While weight loss is a touchy subject for many people, employers can still help encourage better eating and exercise habits in the workplace. Employers can do this by:
If ignored, high levels of stress can lead to emotional, psychological, and even physical problems, including chest pains, irregular heartbeats, and high blood pressure – which can all increase the risk of heart disease.
While some stress is normal in a workplace environment, employers can still help employees reduce their stress levels by:
- Providing on-site massages
- Creating a flexible work environment (ability to work from home or work flexible hours)

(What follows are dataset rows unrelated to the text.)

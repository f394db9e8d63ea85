//! Analysis project scaffolding.
//!
//! A project is named after the commitment it reports on, e.g.
//! `1.3.a_Use_Of_Force_Review/`, with a fixed folder skeleton, a period
//! subfolder for the current reporting period and a starter script.

use crate::core::period::Period;
use crate::utils::error::{KitError, Result};
use chrono::NaiveDate;
use regex::Regex;
use serde::Serialize;
use std::fmt;
use std::path::{Path, PathBuf};
use std::str::FromStr;
use std::sync::LazyLock;

const MAX_PROJECT_NAME: usize = 60;

static COMMITMENT: LazyLock<Regex> = LazyLock::new(|| {
    Regex::new(r"^\d{1,3}(?:\.\d{1,3})*(?:\.[a-z])?$").expect("commitment pattern is valid")
});

#[derive(Debug, Clone, PartialEq, Eq, Hash)]
pub struct Commitment(String);

impl Commitment {
    pub fn as_str(&self) -> &str {
        &self.0
    }

    /// `1.3.a` → `1_3_a`, for file names that should not contain dots.
    pub fn underscored(&self) -> String {
        self.0.replace('.', "_")
    }
}

impl FromStr for Commitment {
    type Err = KitError;

    fn from_str(s: &str) -> Result<Self> {
        let normalized = s.trim().to_ascii_lowercase();
        if COMMITMENT.is_match(&normalized) {
            Ok(Self(normalized))
        } else {
            Err(KitError::InvalidCommitment {
                value: s.to_string(),
            })
        }
    }
}

impl fmt::Display for Commitment {
    fn fmt(&self, f: &mut fmt::Formatter<'_>) -> fmt::Result {
        f.write_str(&self.0)
    }
}

/// Title words joined by `_`, punctuation dropped, first letter of each word
/// upper-cased.
pub fn title_slug(title: &str) -> String {
    title
        .split(|c: char| c.is_whitespace() || c == '_' || c == '-' || c == '/')
        .map(|word| word.chars().filter(|c| c.is_alphanumeric()).collect::<String>())
        .filter(|word| !word.is_empty())
        .map(|word| {
            let mut chars = word.chars();
            match chars.next() {
                Some(first) => first.to_uppercase().chain(chars).collect(),
                None => String::new(),
            }
        })
        .collect::<Vec<_>>()
        .join("_")
}

pub fn project_name(commitment: &Commitment, title: &str) -> String {
    let slug = title_slug(title);
    let name = if slug.is_empty() {
        commitment.to_string()
    } else {
        format!("{}_{}", commitment, slug)
    };
    let truncated: String = name.chars().take(MAX_PROJECT_NAME).collect();
    truncated.trim_end_matches('_').to_string()
}

pub fn script_name(commitment: &Commitment, title: &str, ext: &str) -> String {
    let slug = title_slug(title);
    let stem = if slug.is_empty() {
        commitment.underscored()
    } else {
        format!("{}_{}", commitment.underscored(), slug)
    };
    let stem: String = stem.chars().take(MAX_PROJECT_NAME).collect();
    format!("{}.{}", stem.trim_end_matches('_'), ext.trim_start_matches('.'))
}

#[derive(Debug, Clone)]
pub struct ScaffoldConfig {
    pub folders: Vec<String>,
    /// Folders that get a `<period>` subfolder.
    pub period_folders: Vec<String>,
    pub script_extension: String,
    pub author: Option<String>,
}

impl Default for ScaffoldConfig {
    fn default() -> Self {
        Self {
            folders: ["data/raw", "data/clean", "output", "scripts", "docs"]
                .iter()
                .map(|s| s.to_string())
                .collect(),
            period_folders: vec!["data/raw".to_string(), "output".to_string()],
            script_extension: "R".to_string(),
            author: None,
        }
    }
}

#[derive(Debug, Clone)]
pub struct ProjectRequest {
    pub commitment: Commitment,
    pub title: String,
    pub period: Period,
    pub created: NaiveDate,
}

#[derive(Debug, Clone, Serialize)]
pub struct PlannedFile {
    pub path: PathBuf,
    #[serde(skip)]
    pub contents: String,
}

#[derive(Debug, Clone, Serialize)]
pub struct ScaffoldPlan {
    pub root: PathBuf,
    pub dirs: Vec<PathBuf>,
    pub files: Vec<PlannedFile>,
}

#[derive(Debug, Clone, Default, Serialize)]
pub struct ScaffoldReport {
    pub created_dirs: Vec<PathBuf>,
    pub created_files: Vec<PathBuf>,
    pub skipped_files: Vec<PathBuf>,
}

pub fn plan(
    request: &ProjectRequest,
    config: &ScaffoldConfig,
    projects_root: &Path,
) -> ScaffoldPlan {
    let root = projects_root.join(project_name(&request.commitment, &request.title));
    let period = request.period.to_string();

    let mut dirs: Vec<PathBuf> = Vec::new();
    let mut push_dir = |dir: PathBuf| {
        if !dirs.contains(&dir) {
            dirs.push(dir);
        }
    };
    for folder in &config.folders {
        push_dir(root.join(folder));
    }
    for folder in &config.period_folders {
        push_dir(root.join(folder).join(&period));
    }
    let scripts_dir = root.join("scripts");
    push_dir(scripts_dir.clone());

    let script = script_name(&request.commitment, &request.title, &config.script_extension);
    let files = vec![
        PlannedFile {
            path: root.join("README.md"),
            contents: readme(request, config),
        },
        PlannedFile {
            path: root.join(".gitignore"),
            contents: gitignore(),
        },
        PlannedFile {
            path: scripts_dir.join(&script),
            contents: script_stub(request, config),
        },
    ];

    ScaffoldPlan { root, dirs, files }
}

/// Creates the planned tree. An existing project root is an error unless
/// `force`, and existing files are never overwritten.
pub fn scaffold(plan: &ScaffoldPlan, force: bool) -> Result<ScaffoldReport> {
    if plan.root.exists() && !force {
        return Err(KitError::ProjectExists {
            path: plan.root.display().to_string(),
        });
    }

    let mut report = ScaffoldReport::default();
    if !plan.root.exists() {
        report.created_dirs.push(plan.root.clone());
    }
    std::fs::create_dir_all(&plan.root)?;

    for dir in &plan.dirs {
        if !dir.exists() {
            std::fs::create_dir_all(dir)?;
            tracing::debug!("Created {}", dir.display());
            report.created_dirs.push(dir.clone());
        }
    }

    for file in &plan.files {
        if file.path.exists() {
            tracing::debug!("Keeping existing {}", file.path.display());
            report.skipped_files.push(file.path.clone());
            continue;
        }
        if let Some(parent) = file.path.parent() {
            std::fs::create_dir_all(parent)?;
        }
        std::fs::write(&file.path, &file.contents)?;
        report.created_files.push(file.path.clone());
    }

    Ok(report)
}

fn readme(request: &ProjectRequest, config: &ScaffoldConfig) -> String {
    let mut text = format!(
        "# {} {}\n\n- Commitment: {}\n- Reporting period: {}\n- Created: {}\n",
        request.commitment,
        request.title.trim(),
        request.commitment,
        request.period,
        request.created.format("%Y-%m-%d"),
    );
    if let Some(author) = &config.author {
        text.push_str(&format!("- Analyst: {}\n", author));
    }
    text.push_str("\n## Layout\n\n");
    for folder in &config.folders {
        text.push_str(&format!("- `{}/`\n", folder));
    }
    text.push_str(&format!(
        "\nRaw extracts and outputs are filed under `{}/` subfolders per reporting period.\n",
        request.period
    ));
    text
}

fn gitignore() -> String {
    concat!(
        "# Extracts and outputs may contain sensitive records\n",
        "data/\noutput/\n*.xlsx\n~$*\n",
        ".Rhistory\n.RData\n.Rproj.user/\n",
    )
    .to_string()
}

fn script_stub(request: &ProjectRequest, config: &ScaffoldConfig) -> String {
    let mut text = format!(
        "# Commitment {}: {}\n# Reporting period: {}\n# Created: {}\n",
        request.commitment,
        request.title.trim(),
        request.period,
        request.created.format("%Y-%m-%d"),
    );
    if let Some(author) = &config.author {
        text.push_str(&format!("# Analyst: {}\n", author));
    }
    text.push_str(&format!(
        concat!(
            "\nfolder_date <- \"{}\"\n",
            "data_dir <- file.path(\"data\", \"raw\", folder_date)\n",
            "output_dir <- file.path(\"output\", folder_date)\n",
        ),
        request.period
    ));
    text
}

#[cfg(test)]
mod tests {
    use super::*;
    use tempfile::TempDir;

    fn request() -> ProjectRequest {
        ProjectRequest {
            commitment: "1.3.A".parse().unwrap(),
            title: "use of force review".to_string(),
            period: "2025_Q1".parse().unwrap(),
            created: NaiveDate::from_ymd_opt(2025, 4, 2).unwrap(),
        }
    }

    #[test]
    fn test_commitment_parsing() {
        for ok in ["1", "1.3", "1.3.a", " 12.4.B ", "100.2.1.c"] {
            assert!(ok.parse::<Commitment>().is_ok(), "{}", ok);
        }
        for bad in ["", "a", "1.", "1..3", "1.3.ab", "1.a.3", "1-3", "1.3.a.b"] {
            assert!(
                matches!(bad.parse::<Commitment>(), Err(KitError::InvalidCommitment { .. })),
                "{}",
                bad
            );
        }
        assert_eq!(" 12.4.B ".parse::<Commitment>().unwrap().as_str(), "12.4.b");
    }

    #[test]
    fn test_names() {
        let c: Commitment = "1.3.a".parse().unwrap();
        assert_eq!(title_slug("  use of-force: review (draft) "), "Use_Of_Force_Review_Draft");
        assert_eq!(project_name(&c, "use of force review"), "1.3.a_Use_Of_Force_Review");
        assert_eq!(project_name(&c, "!!!"), "1.3.a");
        assert_eq!(script_name(&c, "use of force review", ".R"), "1_3_a_Use_Of_Force_Review.R");

        let long = project_name(&c, &"word ".repeat(30));
        assert!(long.chars().count() <= 60);
        assert!(!long.ends_with('_'));
    }

    #[test]
    fn test_plan_layout() {
        let plan = plan(&request(), &ScaffoldConfig::default(), Path::new("/projects"));
        assert_eq!(plan.root, PathBuf::from("/projects/1.3.a_Use_Of_Force_Review"));
        assert!(plan.dirs.contains(&plan.root.join("data/raw/2025_Q1")));
        assert!(plan.dirs.contains(&plan.root.join("output/2025_Q1")));
        let scripts: Vec<_> = plan.dirs.iter().filter(|d| d.ends_with("scripts")).collect();
        assert_eq!(scripts.len(), 1);
        assert!(plan
            .files
            .iter()
            .any(|f| f.path.ends_with("scripts/1_3_a_Use_Of_Force_Review.R")));
    }

    #[test]
    fn test_scaffold_refuses_existing_project_without_force() {
        let temp_dir = TempDir::new().unwrap();
        let plan = plan(&request(), &ScaffoldConfig::default(), temp_dir.path());

        let first = scaffold(&plan, false).unwrap();
        assert_eq!(first.created_files.len(), 3);
        assert!(first.skipped_files.is_empty());

        assert!(matches!(
            scaffold(&plan, false),
            Err(KitError::ProjectExists { .. })
        ));
    }

    #[test]
    fn test_force_fills_gaps_without_overwriting() {
        let temp_dir = TempDir::new().unwrap();
        let plan = plan(&request(), &ScaffoldConfig::default(), temp_dir.path());
        scaffold(&plan, false).unwrap();

        let readme = plan.root.join("README.md");
        std::fs::write(&readme, "my notes").unwrap();
        std::fs::remove_dir_all(plan.root.join("docs")).unwrap();

        let report = scaffold(&plan, true).unwrap();
        assert_eq!(report.created_dirs, vec![plan.root.join("docs")]);
        assert!(report.created_files.is_empty());
        assert_eq!(report.skipped_files.len(), 3);
        assert_eq!(std::fs::read_to_string(readme).unwrap(), "my notes");
    }
}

- Encouraging employees to use their PTO
- Offering mental health days
- Hosting lunch-and-learn sessions with a healthcare professional to help employees learn to better cope with stress
- Daily meditation
- On-site yoga instructor
- Providing discounts for counseling or therapy services
According to the ACC, approximately 23.4 million American adults have diabetes, while an estimated 7.6 million have undiagnosed diabetes. Adults with diabetes are two to four times more likely to have heart disease or a stroke than adults without diabetes. This is because diabetes can cause high blood pressure, abnormal cholesterol, high triglycerides, obesity, and a lack of physical activity. All of which can great increase the risk of heart disease.
Employers can help spread awareness of type 2 diabetes prevention by:
- Educating employees on the importance of regular exercise and a balanced diet
- Hosting annual biometric screenings to test blood glucose levels
- Providing educational resources on diabetes
High Blood Pressure
An estimated 85.7 million Americans (or 34% of the population) have high blood pressure. High blood pressure can lead to an increased risk of coronary artery disease and heart attack. The good news about high blood pressure is that it can be easily detected and lowered with a few lifestyle changes or medication (if prescribed by a doctor).

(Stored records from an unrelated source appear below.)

impl DateParser {
    pub fn new(day_order: DayOrder) -> Self {
        Self {
            day_order,
            na_values: DEFAULT_NA_VALUES.iter().map(|s| s.to_string()).collect(),
        }
    }

    pub fn with_na_values<I, S>(mut self, extra: I) -> Self
    where
        I: IntoIterator<Item = S>,
        S: AsRef<str>,
    {
        for value in extra {
            let value = value.as_ref().trim().to_lowercase();
            if !self.na_values.contains(&value) {
                self.na_values.push(value);
            }
        }
        self
    }

    pub fn day_order(&self) -> DayOrder {
        self.day_order
    }

    pub fn is_na(&self, value: &str) -> bool {
        let value = value.trim().to_lowercase();
        self.na_values.iter().any(|na| *na == value)
    }

    pub fn parse(&self, value: &str) -> Result<Option<NaiveDate>> {
        Ok(self
            .parse_detailed(value, self.day_order)?
            .map(|(date, _)| date))
    }

    /// Parses one value with an explicit day order for ambiguous numerics.
    pub fn parse_detailed(
        &self,
        value: &str,
        order: DayOrder,
    ) -> Result<Option<(NaiveDate, DateFormat)>> {
        if self.is_na(value) {
            return Ok(None);
        }
        let body = strip_time(value.trim());

        parse_numeric(body, order)
            .or_else(|| parse_compact(body))
            .or_else(|| parse_excel_serial(body))
            .or_else(|| parse_day_month_name(body))
            .or_else(|| parse_month_name_day(body))
            .map(Some)
            .ok_or_else(|| KitError::DateParseError {
                value: value.to_string(),
            })
    }

    /// Parses a whole column, settling day/month order from the column's own
    /// evidence before parsing any value.
    pub fn parse_column<S: AsRef<str>>(&self, values: &[S]) -> ParsedColumn {
        let day_order = self.infer_day_order(values);
        let mut dates = Vec::with_capacity(values.len());
        let mut formats = BTreeMap::new();
        let mut failures = Vec::new();

        for (i, value) in values.iter().enumerate() {
            match self.parse_detailed(value.as_ref(), day_order) {
                Ok(Some((date, format))) => {
                    *formats.entry(format).or_insert(0) += 1;
                    dates.push(Some(date));
                }
                Ok(None) => dates.push(None),
                Err(_) => {
                    failures.push(ParseFailure {
                        row: i + 1,
                        value: value.as_ref().to_string(),
                    });
                    dates.push(None);
                }
            }
        }

        ParsedColumn {
            dates,
            day_order,
            formats,
            failures,
        }
    }

    pub fn infer_day_order<S: AsRef<str>>(&self, values: &[S]) -> DayOrder {
        let mut day_first = 0usize;
        let mut month_first = 0usize;

        for value in values {
            let body = strip_time(value.as_ref().trim());
            if let Some((a, b, _)) = numeric_fields(body) {
                match order_evidence(a, b) {
                    Some(DayOrder::DayFirst) => day_first += 1,
                    Some(DayOrder::MonthFirst) => month_first += 1,
                    None => {}
                }
            }
        }

        match (day_first, month_first) {
            (0, 0) => self.day_order,
            (_, 0) => DayOrder::DayFirst,
            (0, _) => DayOrder::MonthFirst,
            (d, m) => {
                tracing::warn!(
                    "Column mixes day-first ({}) and month-first ({}) values; using {:?}",
                    d,
                    m,
                    self.day_order
                );
                self.day_order
            }
        }
    }
}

Employers can help employees lower their blood pressure by:
- Hosting annual biometric screenings to test blood pressure
- Addressing and lowering stress levels in the office
- Promoting regular exercise
- Providing educational resources for ways to keep blood pressure in check
High levels of LDL cholesterol (the bad type of cholesterol) are associated with a higher risk of heart disease. According to the ACC, an estimated one out of every three U.S. adults has elevated low-density lipoprotein cholesterol levels. Too much cholesterol in the blood can cause build-up in the arteries. This leads to atherosclerosis, which is a serious form of heart disease.
Employers can help employees lower their LDL cholesterol by:
- Providing heart-healthy choices in the office kitchens and break rooms (fresh fruit, veggies, whole-grains, healthy fats)

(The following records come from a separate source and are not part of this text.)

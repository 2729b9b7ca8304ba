use log::info;

use crate::analysis::{descriptive::Descriptive, mann_kendall, regression, Summary};
use crate::config::{CadenceMode, PipelineConfig};
use crate::data::cadence::{self, CadenceIssue};
use crate::data::model::SstSeries;
use crate::data::{export, loader, normalize};
use crate::error::{Result, SstError};
use crate::plot::{self, Figure};

// ---------------------------------------------------------------------------
// One analysis run: load → normalize → export → statistics
// ---------------------------------------------------------------------------

/// Output of the numeric pipeline steps.
#[derive(Debug, Clone)]
pub struct Analysis {
    pub series: SstSeries,
    pub summary: Summary,
    pub cadence_issues: Vec<CadenceIssue>,
}

/// Run every step except rendering. The first failure aborts the run.
pub fn analyze(config: &PipelineConfig) -> Result<Analysis> {
    let observations = loader::load_file(&config.input, config.comment)?;
    let series = normalize::normalize(&observations)?;
    if series.is_empty() {
        return Err(SstError::EmptySeries);
    }

    let cadence_issues = match config.cadence {
        CadenceMode::Off => Vec::new(),
        CadenceMode::Warn => cadence::enforce_cadence(&series, false)?,
        CadenceMode::Strict => cadence::enforce_cadence(&series, true)?,
    };

    export::write_normalized(&series, &config.output)?;

    let summary = summarize(&series, config.alpha)?;
    info!(
        "{} records over {} year(s), trend {}",
        series.len(),
        summary.descriptive.year_count,
        summary.mann_kendall.trend
    );

    if let Some(path) = &config.report {
        summary.write_json(path)?;
    }

    Ok(Analysis {
        series,
        summary,
        cadence_issues,
    })
}

/// Descriptive statistics, the OLS trend and the Mann–Kendall test.
pub fn summarize(series: &SstSeries, alpha: f64) -> Result<Summary> {
    let descriptive = Descriptive::compute(series)?;
    let regression = regression::fit_series(series)?;
    let mann_kendall = mann_kendall::original_test(&series.celsius(), alpha)?;
    Ok(Summary {
        descriptive,
        regression,
        mann_kendall,
    })
}

/// Render the four figures and, when configured, save them.
pub fn render_figures(analysis: &Analysis, config: &PipelineConfig) -> Result<Vec<Figure>> {
    let figures = plot::render_all(&analysis.series, &analysis.summary)?;
    if let Some(dir) = &config.figures_dir {
        plot::save_all(&figures, dir)?;
    }
    Ok(figures)
}
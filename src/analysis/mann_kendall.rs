//! Original Mann–Kendall monotonic trend test.
//!
//! The test works on the *ordered* values only and assumes a fixed sampling
//! cadence: dates are never looked at. Serial correlation is not corrected
//! for; variance-corrected variants (Hamed–Rao, Yue–Wang) or pre-whitening
//! would be separate tests on top of the same `S` statistic.

use std::cmp::Ordering;
use std::fmt;

use serde::{Serialize, Serializer};
use statrs::distribution::{ContinuousCDF, Normal};

use crate::error::{Result, SstError};

/// Significance level used when none is configured.
pub const DEFAULT_ALPHA: f64 = 0.05;

#[derive(Debug, Clone, Copy, PartialEq, Eq)]
pub enum Trend {
    Increasing,
    Decreasing,
    NoTrend,
}

impl fmt::Display for Trend {
    fn fmt(&self, f: &mut fmt::Formatter<'_>) -> fmt::Result {
        match self {
            Trend::Increasing => write!(f, "increasing"),
            Trend::Decreasing => write!(f, "decreasing"),
            Trend::NoTrend => write!(f, "no trend"),
        }
    }
}

// Reports carry the same labels as the console.
impl Serialize for Trend {
    fn serialize<S: Serializer>(&self, serializer: S) -> std::result::Result<S::Ok, S::Error> {
        serializer.collect_str(self)
    }
}

/// Everything the test reports.
#[derive(Debug, Clone, Copy, PartialEq, Serialize)]
pub struct MannKendall {
    pub trend: Trend,
    /// Whether the trend is significant at `alpha`.
    pub h: bool,
    pub p_value: f64,
    pub z: f64,
    /// Kendall's tau.
    pub tau: f64,
    pub s: f64,
    pub var_s: f64,
    /// Theil–Sen slope, in value units per step.
    pub slope: f64,
    /// Kendall–Theil intercept for the step index axis.
    pub intercept: f64,
    pub alpha: f64,
}

/// Run the original Mann–Kendall test over `values` in the given order.
pub fn original_test(values: &[f64], alpha: f64) -> Result<MannKendall> {
    let n = values.len();
    if n < 2 {
        return Err(SstError::InsufficientData {
            operation: "Mann-Kendall test",
            needed: "at least 2 values",
            got: n.to_string(),
        });
    }

    let s = s_statistic(values);
    let var_s = variance_s(values);
    let z = z_score(s, var_s);

    let normal = Normal::new(0.0, 1.0).map_err(|e| SstError::InsufficientData {
        operation: "Mann-Kendall test",
        needed: "a standard normal distribution",
        got: e.to_string(),
    })?;
    let p_value = 2.0 * (1.0 - normal.cdf(z.abs()));
    let h = z.abs() > normal.inverse_cdf(1.0 - alpha / 2.0);

    let trend = match (h, z.partial_cmp(&0.0)) {
        (true, Some(Ordering::Greater)) => Trend::Increasing,
        (true, Some(Ordering::Less)) => Trend::Decreasing,
        _ => Trend::NoTrend,
    };

    let nf = n as f64;
    let tau = s / (0.5 * nf * (nf - 1.0));
    let (slope, intercept) = sens_slope(values);

    Ok(MannKendall {
        trend,
        h,
        p_value,
        z,
        tau,
        s,
        var_s,
        slope,
        intercept,
        alpha,
    })
}

/// `S = Σ_{i<j} sign(x_j − x_i)`.
pub fn s_statistic(values: &[f64]) -> f64 {
    let mut s: i64 = 0;
    for (i, &xi) in values.iter().enumerate() {
        for &xj in &values[i + 1..] {
            s += match xj.partial_cmp(&xi) {
                Some(Ordering::Greater) => 1,
                Some(Ordering::Less) => -1,
                _ => 0,
            };
        }
    }
    s as f64
}

/// Variance of `S` under the null hypothesis, corrected for tie groups.
pub fn variance_s(values: &[f64]) -> f64 {
    let n = values.len() as f64;
    let base = n * (n - 1.0) * (2.0 * n + 5.0);
    let ties: f64 = tie_group_sizes(values)
        .into_iter()
        .filter(|&t| t > 1)
        .map(|t| {
            let t = t as f64;
            t * (t - 1.0) * (2.0 * t + 5.0)
        })
        .sum();
    (base - ties) / 18.0
}

fn tie_group_sizes(values: &[f64]) -> Vec<usize> {
    let mut sorted = values.to_vec();
    sorted.sort_by(f64::total_cmp);
    let mut sizes = Vec::new();
    let mut run = 0usize;
    for (i, v) in sorted.iter().enumerate() {
        if i > 0 && *v != sorted[i - 1] {
            sizes.push(run);
            run = 0;
        }
        run += 1;
    }
    if run > 0 {
        sizes.push(run);
    }
    sizes
}

/// Continuity-corrected normal score of `S`.
pub fn z_score(s: f64, var_s: f64) -> f64 {
    if s > 0.0 {
        (s - 1.0) / var_s.sqrt()
    } else if s < 0.0 {
        (s + 1.0) / var_s.sqrt()
    } else {
        0.0
    }
}

/// Theil–Sen slope and the matching Kendall–Theil intercept over step
/// indices `0..n`.
pub fn sens_slope(values: &[f64]) -> (f64, f64) {
    let n = values.len();
    let mut slopes = Vec::with_capacity(n * n.saturating_sub(1) / 2);
    for i in 0..n {
        for j in i + 1..n {
            slopes.push((values[j] - values[i]) / (j - i) as f64);
        }
    }
    let slope = median(&mut slopes);
    let mut sorted = values.to_vec();
    let intercept = median(&mut sorted) - (n as f64 - 1.0) / 2.0 * slope;
    (slope, intercept)
}

/// Median with averaging of the two middle elements; NaN for empty input.
/// Reorders `values`.
pub fn median(values: &mut [f64]) -> f64 {
    let n = values.len();
    if n == 0 {
        return f64::NAN;
    }
    let mid = n / 2;
    let (lower, upper, _) = values.select_nth_unstable_by(mid, f64::total_cmp);
    let upper = *upper;
    if n % 2 == 1 {
        upper
    } else {
        let below = lower.iter().copied().fold(f64::NEG_INFINITY, f64::max);
        (below + upper) / 2.0
    }
}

- Hosting annual biometric screenings to test cholesterol levels
- Encouraging employees with high cholesterol to speak with a nutritionist or other healthcare professional
Be sure your employees are educated about the controllable risk factors that can lead to heart disease. Employees should also be encouraged to attend annual preventative checkups and consult with a healthcare professional if they have any of the above risk factors of heart disease. When it comes to heart disease, remember that prevention is key. Maintaining a healthy diet, exercising regularly, and living tobacco-free are some of the best ways to keep a healthy heart.